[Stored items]
━━━━━━

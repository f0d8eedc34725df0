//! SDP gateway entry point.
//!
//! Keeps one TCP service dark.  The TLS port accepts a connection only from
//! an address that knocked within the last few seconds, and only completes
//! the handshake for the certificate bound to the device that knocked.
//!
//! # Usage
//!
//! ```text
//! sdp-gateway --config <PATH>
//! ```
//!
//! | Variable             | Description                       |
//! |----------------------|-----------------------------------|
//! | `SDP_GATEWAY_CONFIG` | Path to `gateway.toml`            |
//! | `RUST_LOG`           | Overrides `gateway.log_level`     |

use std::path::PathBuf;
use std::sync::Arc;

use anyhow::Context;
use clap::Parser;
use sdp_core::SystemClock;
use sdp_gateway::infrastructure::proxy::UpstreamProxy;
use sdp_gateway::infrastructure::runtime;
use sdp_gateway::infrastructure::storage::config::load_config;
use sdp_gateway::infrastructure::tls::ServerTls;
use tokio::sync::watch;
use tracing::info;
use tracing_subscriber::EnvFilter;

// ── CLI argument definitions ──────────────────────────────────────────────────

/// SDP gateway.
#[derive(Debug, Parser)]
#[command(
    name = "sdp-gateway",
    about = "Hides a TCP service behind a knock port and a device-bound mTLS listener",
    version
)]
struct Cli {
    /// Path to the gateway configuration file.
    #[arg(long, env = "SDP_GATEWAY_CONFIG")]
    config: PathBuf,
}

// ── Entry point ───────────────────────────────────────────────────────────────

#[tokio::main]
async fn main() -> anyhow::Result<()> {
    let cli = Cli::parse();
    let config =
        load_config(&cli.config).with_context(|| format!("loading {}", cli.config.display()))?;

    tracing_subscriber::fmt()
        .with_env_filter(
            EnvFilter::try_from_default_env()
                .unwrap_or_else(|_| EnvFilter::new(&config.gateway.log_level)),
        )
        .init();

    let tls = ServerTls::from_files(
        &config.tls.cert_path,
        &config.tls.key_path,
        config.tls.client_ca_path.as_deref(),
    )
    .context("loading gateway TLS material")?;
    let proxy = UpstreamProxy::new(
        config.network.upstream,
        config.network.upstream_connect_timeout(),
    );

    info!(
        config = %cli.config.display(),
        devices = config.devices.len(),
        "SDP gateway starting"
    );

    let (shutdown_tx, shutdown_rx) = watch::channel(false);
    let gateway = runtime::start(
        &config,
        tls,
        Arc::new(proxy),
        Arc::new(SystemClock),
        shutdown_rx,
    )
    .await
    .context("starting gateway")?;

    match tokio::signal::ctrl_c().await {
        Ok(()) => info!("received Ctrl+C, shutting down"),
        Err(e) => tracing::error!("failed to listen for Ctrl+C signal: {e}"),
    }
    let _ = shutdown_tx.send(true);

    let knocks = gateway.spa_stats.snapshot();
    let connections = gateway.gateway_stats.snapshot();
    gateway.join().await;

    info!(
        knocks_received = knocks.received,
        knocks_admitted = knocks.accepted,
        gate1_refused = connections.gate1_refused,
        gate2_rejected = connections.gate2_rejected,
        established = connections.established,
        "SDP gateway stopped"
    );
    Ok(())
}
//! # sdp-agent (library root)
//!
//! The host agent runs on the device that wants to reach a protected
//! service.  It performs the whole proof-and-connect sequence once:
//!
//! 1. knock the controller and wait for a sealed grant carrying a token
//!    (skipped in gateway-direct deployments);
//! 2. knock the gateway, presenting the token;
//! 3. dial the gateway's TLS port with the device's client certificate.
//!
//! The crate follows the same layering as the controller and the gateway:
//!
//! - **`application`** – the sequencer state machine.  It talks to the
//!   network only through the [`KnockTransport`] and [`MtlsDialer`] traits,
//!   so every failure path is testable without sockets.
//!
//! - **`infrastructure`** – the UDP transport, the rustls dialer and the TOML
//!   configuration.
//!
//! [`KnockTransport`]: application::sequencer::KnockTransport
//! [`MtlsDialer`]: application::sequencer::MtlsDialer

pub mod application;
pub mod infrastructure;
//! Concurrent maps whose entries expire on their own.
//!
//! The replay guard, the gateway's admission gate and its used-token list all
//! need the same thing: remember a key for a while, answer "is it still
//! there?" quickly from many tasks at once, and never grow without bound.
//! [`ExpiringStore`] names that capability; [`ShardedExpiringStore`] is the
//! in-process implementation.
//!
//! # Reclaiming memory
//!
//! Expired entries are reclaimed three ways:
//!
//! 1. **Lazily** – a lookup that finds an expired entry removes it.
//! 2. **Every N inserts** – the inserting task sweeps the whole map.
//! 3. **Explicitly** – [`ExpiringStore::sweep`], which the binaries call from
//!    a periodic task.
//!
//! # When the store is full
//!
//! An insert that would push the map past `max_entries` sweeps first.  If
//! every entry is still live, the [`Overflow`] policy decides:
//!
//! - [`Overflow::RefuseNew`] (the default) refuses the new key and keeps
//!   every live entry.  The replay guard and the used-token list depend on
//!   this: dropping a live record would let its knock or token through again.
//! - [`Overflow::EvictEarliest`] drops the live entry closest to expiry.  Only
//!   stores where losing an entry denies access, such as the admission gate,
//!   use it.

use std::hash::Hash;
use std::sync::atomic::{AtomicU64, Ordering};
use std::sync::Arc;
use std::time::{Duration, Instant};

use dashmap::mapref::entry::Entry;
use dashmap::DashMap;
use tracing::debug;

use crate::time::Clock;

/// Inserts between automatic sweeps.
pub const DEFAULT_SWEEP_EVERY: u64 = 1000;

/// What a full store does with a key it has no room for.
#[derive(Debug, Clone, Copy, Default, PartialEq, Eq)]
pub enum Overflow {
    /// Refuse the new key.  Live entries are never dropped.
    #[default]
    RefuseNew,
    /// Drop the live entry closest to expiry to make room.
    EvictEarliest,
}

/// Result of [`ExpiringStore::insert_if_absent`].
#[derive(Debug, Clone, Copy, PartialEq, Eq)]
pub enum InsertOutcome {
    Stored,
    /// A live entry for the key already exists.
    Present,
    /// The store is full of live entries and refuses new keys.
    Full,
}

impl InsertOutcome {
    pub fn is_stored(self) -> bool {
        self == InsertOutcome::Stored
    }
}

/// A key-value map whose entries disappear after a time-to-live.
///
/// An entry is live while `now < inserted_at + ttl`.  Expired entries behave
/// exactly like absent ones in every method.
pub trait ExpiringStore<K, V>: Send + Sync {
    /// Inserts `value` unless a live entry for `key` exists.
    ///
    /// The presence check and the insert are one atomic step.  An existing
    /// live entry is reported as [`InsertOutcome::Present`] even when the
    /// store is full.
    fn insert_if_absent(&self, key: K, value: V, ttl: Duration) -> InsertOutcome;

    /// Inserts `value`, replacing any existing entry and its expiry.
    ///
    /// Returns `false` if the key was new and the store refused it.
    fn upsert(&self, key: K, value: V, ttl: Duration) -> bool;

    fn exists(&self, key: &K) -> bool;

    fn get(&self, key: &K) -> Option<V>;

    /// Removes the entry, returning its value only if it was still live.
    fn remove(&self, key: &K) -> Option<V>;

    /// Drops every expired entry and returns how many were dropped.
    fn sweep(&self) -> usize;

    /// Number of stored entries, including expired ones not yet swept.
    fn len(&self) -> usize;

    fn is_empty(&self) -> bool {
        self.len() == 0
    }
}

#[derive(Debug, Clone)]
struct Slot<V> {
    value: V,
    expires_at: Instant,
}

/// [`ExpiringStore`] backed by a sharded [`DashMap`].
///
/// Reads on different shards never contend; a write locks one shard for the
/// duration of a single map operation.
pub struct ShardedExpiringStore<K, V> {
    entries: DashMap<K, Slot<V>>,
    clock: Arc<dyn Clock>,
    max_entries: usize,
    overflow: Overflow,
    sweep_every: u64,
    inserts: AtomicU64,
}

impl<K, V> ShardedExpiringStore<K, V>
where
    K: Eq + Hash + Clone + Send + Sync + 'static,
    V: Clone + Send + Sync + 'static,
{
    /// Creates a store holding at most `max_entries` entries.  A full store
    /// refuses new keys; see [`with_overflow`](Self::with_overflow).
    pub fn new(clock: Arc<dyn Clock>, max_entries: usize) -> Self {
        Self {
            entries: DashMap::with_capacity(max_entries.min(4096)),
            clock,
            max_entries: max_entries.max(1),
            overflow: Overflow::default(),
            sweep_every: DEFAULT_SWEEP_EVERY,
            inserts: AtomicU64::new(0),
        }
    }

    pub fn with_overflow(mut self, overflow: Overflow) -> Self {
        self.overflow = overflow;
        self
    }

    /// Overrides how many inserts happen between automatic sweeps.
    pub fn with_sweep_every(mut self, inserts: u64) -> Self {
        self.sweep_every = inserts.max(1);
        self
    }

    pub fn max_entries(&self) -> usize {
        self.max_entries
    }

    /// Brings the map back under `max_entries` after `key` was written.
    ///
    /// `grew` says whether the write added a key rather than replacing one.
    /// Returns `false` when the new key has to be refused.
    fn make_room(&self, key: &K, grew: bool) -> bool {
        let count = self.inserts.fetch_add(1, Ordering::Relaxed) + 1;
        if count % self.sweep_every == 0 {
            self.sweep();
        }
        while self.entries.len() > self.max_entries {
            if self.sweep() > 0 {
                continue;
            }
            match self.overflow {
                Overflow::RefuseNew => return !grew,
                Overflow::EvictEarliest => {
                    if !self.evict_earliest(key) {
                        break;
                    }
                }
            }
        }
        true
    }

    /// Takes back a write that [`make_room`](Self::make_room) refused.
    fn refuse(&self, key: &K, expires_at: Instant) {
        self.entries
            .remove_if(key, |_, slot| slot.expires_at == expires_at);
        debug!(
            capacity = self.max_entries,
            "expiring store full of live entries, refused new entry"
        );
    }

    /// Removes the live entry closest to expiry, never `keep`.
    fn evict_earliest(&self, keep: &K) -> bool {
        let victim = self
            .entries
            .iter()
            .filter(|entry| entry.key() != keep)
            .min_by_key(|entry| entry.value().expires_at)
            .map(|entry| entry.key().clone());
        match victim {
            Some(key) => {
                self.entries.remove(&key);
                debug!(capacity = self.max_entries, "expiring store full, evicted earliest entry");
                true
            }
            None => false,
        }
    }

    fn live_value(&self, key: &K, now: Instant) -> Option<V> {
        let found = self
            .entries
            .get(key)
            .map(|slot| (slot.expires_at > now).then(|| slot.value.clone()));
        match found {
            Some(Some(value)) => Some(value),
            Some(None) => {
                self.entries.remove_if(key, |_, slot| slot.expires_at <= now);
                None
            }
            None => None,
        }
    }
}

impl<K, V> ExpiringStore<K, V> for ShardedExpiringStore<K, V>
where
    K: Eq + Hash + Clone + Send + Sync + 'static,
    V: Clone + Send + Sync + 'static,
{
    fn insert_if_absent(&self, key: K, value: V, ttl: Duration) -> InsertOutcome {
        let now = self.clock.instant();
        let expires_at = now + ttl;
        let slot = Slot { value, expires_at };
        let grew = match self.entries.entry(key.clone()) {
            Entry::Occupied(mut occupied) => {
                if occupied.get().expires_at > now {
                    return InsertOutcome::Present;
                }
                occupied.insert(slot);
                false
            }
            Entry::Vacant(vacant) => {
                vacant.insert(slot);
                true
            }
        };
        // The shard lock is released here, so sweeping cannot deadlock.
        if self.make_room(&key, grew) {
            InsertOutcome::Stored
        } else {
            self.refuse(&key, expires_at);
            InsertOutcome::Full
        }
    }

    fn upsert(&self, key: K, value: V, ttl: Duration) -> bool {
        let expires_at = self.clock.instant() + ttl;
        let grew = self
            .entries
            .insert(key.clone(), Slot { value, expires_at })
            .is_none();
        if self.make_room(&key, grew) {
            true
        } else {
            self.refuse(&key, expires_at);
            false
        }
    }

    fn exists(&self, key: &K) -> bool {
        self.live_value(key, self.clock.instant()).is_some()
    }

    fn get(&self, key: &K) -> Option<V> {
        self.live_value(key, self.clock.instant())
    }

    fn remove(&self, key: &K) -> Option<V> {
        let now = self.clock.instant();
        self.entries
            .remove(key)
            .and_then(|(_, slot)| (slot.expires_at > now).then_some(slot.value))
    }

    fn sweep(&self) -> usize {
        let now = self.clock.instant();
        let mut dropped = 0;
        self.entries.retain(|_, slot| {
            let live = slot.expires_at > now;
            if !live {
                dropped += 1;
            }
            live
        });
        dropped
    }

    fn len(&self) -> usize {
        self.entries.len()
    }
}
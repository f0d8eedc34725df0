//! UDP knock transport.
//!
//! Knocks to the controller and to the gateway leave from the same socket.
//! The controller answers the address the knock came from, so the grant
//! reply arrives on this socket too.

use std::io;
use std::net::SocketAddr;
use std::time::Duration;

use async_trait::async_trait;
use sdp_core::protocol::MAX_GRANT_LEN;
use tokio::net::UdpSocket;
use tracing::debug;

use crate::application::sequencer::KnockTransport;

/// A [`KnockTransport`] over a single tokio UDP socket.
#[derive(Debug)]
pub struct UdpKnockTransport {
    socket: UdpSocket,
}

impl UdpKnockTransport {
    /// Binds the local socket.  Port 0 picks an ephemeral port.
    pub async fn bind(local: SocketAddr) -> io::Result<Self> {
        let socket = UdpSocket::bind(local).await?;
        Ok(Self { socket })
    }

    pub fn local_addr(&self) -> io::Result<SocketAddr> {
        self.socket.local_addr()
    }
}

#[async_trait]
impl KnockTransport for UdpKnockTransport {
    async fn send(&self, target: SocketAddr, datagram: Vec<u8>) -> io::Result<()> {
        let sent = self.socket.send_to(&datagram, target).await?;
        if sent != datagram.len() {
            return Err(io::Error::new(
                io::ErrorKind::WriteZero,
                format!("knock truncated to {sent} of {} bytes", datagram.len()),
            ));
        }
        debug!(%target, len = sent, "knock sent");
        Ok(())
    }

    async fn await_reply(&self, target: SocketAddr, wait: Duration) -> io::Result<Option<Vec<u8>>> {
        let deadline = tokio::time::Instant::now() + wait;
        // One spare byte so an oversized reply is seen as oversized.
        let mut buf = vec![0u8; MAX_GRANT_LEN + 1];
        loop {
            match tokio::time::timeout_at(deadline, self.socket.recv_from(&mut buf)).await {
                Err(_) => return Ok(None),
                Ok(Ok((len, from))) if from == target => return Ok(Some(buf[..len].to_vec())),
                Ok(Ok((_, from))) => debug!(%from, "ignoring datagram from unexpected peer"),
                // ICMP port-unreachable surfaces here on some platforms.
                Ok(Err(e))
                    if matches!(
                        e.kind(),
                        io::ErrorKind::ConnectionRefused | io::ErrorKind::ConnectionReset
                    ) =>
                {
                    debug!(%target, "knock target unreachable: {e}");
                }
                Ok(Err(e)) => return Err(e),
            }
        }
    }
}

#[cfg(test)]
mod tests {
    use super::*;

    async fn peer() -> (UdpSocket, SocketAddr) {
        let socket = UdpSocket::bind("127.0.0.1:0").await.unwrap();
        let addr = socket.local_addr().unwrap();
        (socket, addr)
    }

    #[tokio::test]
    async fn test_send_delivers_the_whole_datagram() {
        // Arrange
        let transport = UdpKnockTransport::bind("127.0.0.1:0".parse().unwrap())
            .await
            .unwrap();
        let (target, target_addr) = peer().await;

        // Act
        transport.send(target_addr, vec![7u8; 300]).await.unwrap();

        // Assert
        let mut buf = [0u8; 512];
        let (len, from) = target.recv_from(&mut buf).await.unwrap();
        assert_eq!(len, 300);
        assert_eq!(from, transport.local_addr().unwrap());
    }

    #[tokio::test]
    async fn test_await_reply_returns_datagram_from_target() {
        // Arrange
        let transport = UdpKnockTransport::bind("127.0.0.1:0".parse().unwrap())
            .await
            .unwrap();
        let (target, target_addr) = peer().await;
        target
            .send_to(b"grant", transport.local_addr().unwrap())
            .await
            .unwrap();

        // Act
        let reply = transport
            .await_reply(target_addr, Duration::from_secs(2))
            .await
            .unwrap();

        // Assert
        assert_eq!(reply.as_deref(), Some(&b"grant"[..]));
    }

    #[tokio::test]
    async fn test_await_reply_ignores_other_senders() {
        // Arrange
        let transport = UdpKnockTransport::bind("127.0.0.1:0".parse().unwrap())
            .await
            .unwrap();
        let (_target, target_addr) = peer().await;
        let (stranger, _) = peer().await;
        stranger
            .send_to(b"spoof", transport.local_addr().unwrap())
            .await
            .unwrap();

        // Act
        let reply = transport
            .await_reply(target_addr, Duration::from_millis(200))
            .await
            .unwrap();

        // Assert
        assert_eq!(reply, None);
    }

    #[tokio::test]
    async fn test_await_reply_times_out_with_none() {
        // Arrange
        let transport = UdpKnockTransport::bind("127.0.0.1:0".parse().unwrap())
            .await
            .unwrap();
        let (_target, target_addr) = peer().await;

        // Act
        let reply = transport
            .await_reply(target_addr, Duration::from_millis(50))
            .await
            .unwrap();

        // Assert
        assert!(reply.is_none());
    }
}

━━━━━━

• Exercise:
From the entries, report every line in which the string "derive" occurs.

• Written response:
#[derive(Debug, Parser)]
#[derive(Debug, Clone, Copy, Default, PartialEq, Eq)]
#[derive(Debug, Clone, Copy, PartialEq, Eq)]
#[derive(Debug, Clone)]
#[derive(Debug)]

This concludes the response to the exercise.